Yes... but YOU noticed it and picked it out among other words...
Which is the point, really...
You are the one Zig, that noticed how to get out of your own way, in order to allow your H to be the best father he can be, even if it's not as you expected.
Inga, it will be up to you to figure out, as Zig did, how to loose your expectations about how your H will be a great father for your D... As you described, your D thinks your H hangs the moon...
Yet... you describe how busy your life is... OF YOUR CHOOSING... and how relaxed your H appears to be... to you... as he hangs with his buddies, drinking beer...
And your D... still thinks he hangs the moon... and might even think he hangs the moon, even if she has no light in her room to do her homework or doesn't learn how to play the piano...
Your H might have agreed to it... but until it serves him to do the things you expect of him... he will continue to be unmotivated to do them...
this is such a interesting and topical discussion for me.
thank you for your thoughts and insights. detaching from our expectations of them, is really one of the hardest things to do. indeed getting out of their way to be the best parent they can e is also scary and makes me realize again how my control issues were getting in the way of Hs parenting as well.
TPS Me: 44 H: 42 M14 T17 S10 D7 10/10 H moves out after death of his father-same month 21/04/12 H is 'DONE' 04/05/12 OW/PA confirmed (rumors from 2010) July '14 H ends affair May '15 H moves back home
+ our expectations of what "IS RIGHT" (because if it does not look the way we expected, it's not right... or worse... it's wrong)
KD this is big for me.....i was very guilty of this in the past....screaming WRONG when it was actually just DIFFERENT.
...so much to learn....
TPS Me: 44 H: 42 M14 T17 S10 D7 10/10 H moves out after death of his father-same month 21/04/12 H is 'DONE' 04/05/12 OW/PA confirmed (rumors from 2010) July '14 H ends affair May '15 H moves back home
Yet... you describe how busy your life is... OF YOUR CHOOSING... and how relaxed your H appears to be... to you... as he hangs with his buddies, drinking beer...
gosh when i read that - it hit me - i was exactly that -even in my first marriage - i was so so busy and i resented sooo much both my h's ability to just be easy and relaxed all the time, hangin' out drinkin' beer. it made me crazy.
why were they not being as busy as me? why were they not being as vigilant as i was
there were things to do and places to go and they were just sitting around. this had to be fixed, that had to be fixed. it was a constant in my head. didn't they care?
I think as i have gone through my own growth during this last year - i came to realize many things about this.
the most prominent was that i was so f'ing miserable that i didn't know HOW to enjoy life and be easy as they were being. i think deep down i was fascinated and incredibly jealous of the way they could just relax..

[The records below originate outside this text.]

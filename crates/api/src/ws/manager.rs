use std::collections::{HashMap, HashSet};

use axum::body::Bytes;
use axum::extract::ws::Message;
use coauthor_core::realtime::ServerMessage;
use coauthor_core::types::{DbId, Timestamp};
use tokio::sync::mpsc::error::TrySendError;
use tokio::sync::{mpsc, RwLock};

/// Outbound messages buffered per connection before new ones are dropped.
pub const OUTBOUND_QUEUE_CAPACITY: usize = 64;

/// Channel sender half for pushing messages to a WebSocket connection.
pub type WsSender = mpsc::Sender<Message>;

/// Metadata for a single WebSocket connection.
pub struct WsConnection {
    /// Authenticated user ID, if the client presented a token.
    pub user_id: Option<DbId>,
    /// Bounded channel for outbound messages to this connection.
    pub sender: WsSender,
    pub connected_at: Timestamp,
    /// Posts whose room this connection has joined.
    pub rooms: HashSet<DbId>,
}

/// Registry of live connections and their post-room interest sets.
///
/// Thread-safe via interior `RwLock`; constructed once at startup, wrapped
/// in `Arc` and handed to every handler through `AppState`.
///
/// Delivery is best-effort and at-most-once: each send is a non-blocking
/// `try_send`, so a slow or dead connection loses the event while every
/// other connection still receives it. Nothing is replayed on reconnect.
pub struct WsManager {
    connections: RwLock<HashMap<String, WsConnection>>,
}

impl WsManager {
    /// Create a new, empty connection manager.
    pub fn new() -> Self {
        Self {
            connections: RwLock::new(HashMap::new()),
        }
    }

    /// Register a new connection.
    ///
    /// Returns the receiver half of the message channel so the caller can
    /// forward messages to the WebSocket sink.
    pub async fn add(&self, conn_id: String, user_id: Option<DbId>) -> mpsc::Receiver<Message> {
        let (tx, rx) = mpsc::channel(OUTBOUND_QUEUE_CAPACITY);
        let conn = WsConnection {
            user_id,
            sender: tx,
            connected_at: chrono::Utc::now(),
            rooms: HashSet::new(),
        };
        self.connections.write().await.insert(conn_id, conn);
        rx
    }

    /// Remove a connection by its ID, dropping all its room memberships.
    ///
    /// Returns the removed connection, or `None` if it was unknown.
    pub async fn remove(&self, conn_id: &str) -> Option<WsConnection> {
        self.connections.write().await.remove(conn_id)
    }

    /// Subscribe a connection to a post's room.
    ///
    /// Returns `false` if the connection is unknown.
    pub async fn join_post_room(&self, conn_id: &str, post_id: DbId) -> bool {
        match self.connections.write().await.get_mut(conn_id) {
            Some(conn) => {
                conn.rooms.insert(post_id);
                true
            }
            None => false,
        }
    }

    /// Unsubscribe a connection from a post's room.
    ///
    /// Returns `false` if the connection is unknown or was not in the room.
    pub async fn leave_post_room(&self, conn_id: &str, post_id: DbId) -> bool {
        match self.connections.write().await.get_mut(conn_id) {
            Some(conn) => conn.rooms.remove(&post_id),
            None => false,
        }
    }

    /// Number of connections currently in a post's room.
    pub async fn room_size(&self, post_id: DbId) -> usize {
        self.connections
            .read()
            .await
            .values()
            .filter(|c| c.rooms.contains(&post_id))
            .count()
    }

    /// Tell every connection that the post listing changed.
    pub async fn broadcast_posts_changed(&self) -> usize {
        self.broadcast(Message::Text(ServerMessage::PostsChanged.to_json().into()))
            .await
    }

    /// Tell the connections in a post's room that its content changed.
    pub async fn broadcast_post_content_changed(&self, post_id: DbId) -> usize {
        let message = Message::Text(ServerMessage::PostContentChanged { post_id }.to_json().into());
        let conns = self.connections.read().await;
        let mut delivered = 0;
        for (conn_id, conn) in conns.iter().filter(|(_, c)| c.rooms.contains(&post_id)) {
            if deliver(conn_id, conn, message.clone()) {
                delivered += 1;
            }
        }
        delivered
    }

    /// Broadcast a message to all connected clients.
    ///
    /// Returns the number of connections the message was queued for.
    pub async fn broadcast(&self, message: Message) -> usize {
        let conns = self.connections.read().await;
        let mut delivered = 0;
        for (conn_id, conn) in conns.iter() {
            if deliver(conn_id, conn, message.clone()) {
                delivered += 1;
            }
        }
        delivered
    }

    /// Return the current number of active connections.
    pub async fn connection_count(&self) -> usize {
        self.connections.read().await.len()
    }

    /// Send a Close frame to every connection, then clear the map.
    ///
    /// Used during graceful shutdown.
    pub async fn shutdown_all(&self) {
        let mut conns = self.connections.write().await;
        let count = conns.len();
        for conn in conns.values() {
            let _ = conn.sender.try_send(Message::Close(None));
        }
        conns.clear();
        tracing::info!(count, "Closed all WebSocket connections");
    }

    /// Queue a Ping frame for every connection; returns how many accepted it.
    pub async fn ping_all(&self) -> usize {
        let conns = self.connections.read().await;
        conns
            .values()
            .filter(|c| c.sender.try_send(Message::Ping(Bytes::new())).is_ok())
            .count()
    }
}

impl Default for WsManager {
    fn default() -> Self {
        Self::new()
    }
}

/// Queue a message without waiting. A full or closed queue drops it.
fn deliver(conn_id: &str, conn: &WsConnection, message: Message) -> bool {
    match conn.sender.try_send(message) {
        Ok(()) => true,
        Err(TrySendError::Full(_)) => {
            tracing::warn!(conn_id = %conn_id, "WebSocket queue full, dropping event");
            false
        }
        Err(TrySendError::Closed(_)) => {
            tracing::debug!(conn_id = %conn_id, "WebSocket queue closed, dropping event");
            false
        }
    }
}
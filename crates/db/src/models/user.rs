//! User entity model and DTOs.

use coauthor_core::types::{DbId, Timestamp};
use serde::{Deserialize, Serialize};
use sqlx::FromRow;

/// Full user row from the `users` table.
///
/// Contains the password hash -- never serialize this to API responses.
/// Use [`PublicUser`] for external-facing output.
#[derive(Debug, Clone, FromRow)]
pub struct User {
    pub id: DbId,
    pub name: String,
    pub email: String,
    pub password_hash: String,
    pub avatar_url: Option<String>,
    pub created_at: Timestamp,
    pub updated_at: Timestamp,
}

/// Safe user representation for API responses.
#[derive(Debug, Clone, FromRow, Serialize)]
pub struct PublicUser {
    pub id: DbId,
    pub name: String,
    pub email: String,
    pub avatar_url: Option<String>,
}

impl From<&User> for PublicUser {
    fn from(user: &User) -> Self {
        Self {
            id: user.id,
            name: user.name.clone(),
            email: user.email.clone(),
            avatar_url: user.avatar_url.clone(),
        }
    }
}

/// DTO for creating a new user. The password is already hashed.
#[derive(Debug, Deserialize)]
pub struct CreateUser {
    pub name: String,
    pub email: String,
    pub password_hash: String,
}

and i also realized that that was all they wanted form me - for me to relax and just enjoy being with them - because that was all they really wanted. because when i WAS relaxed when i did let go of all my stuff, i was so much fun to be with , so easy and so lovely to have with them.
but it was a vicious circle we were caught in - the more they continued to relax the more vigilant i felt i had to be (over-compensating) and they both tried for a long long time before they gave up.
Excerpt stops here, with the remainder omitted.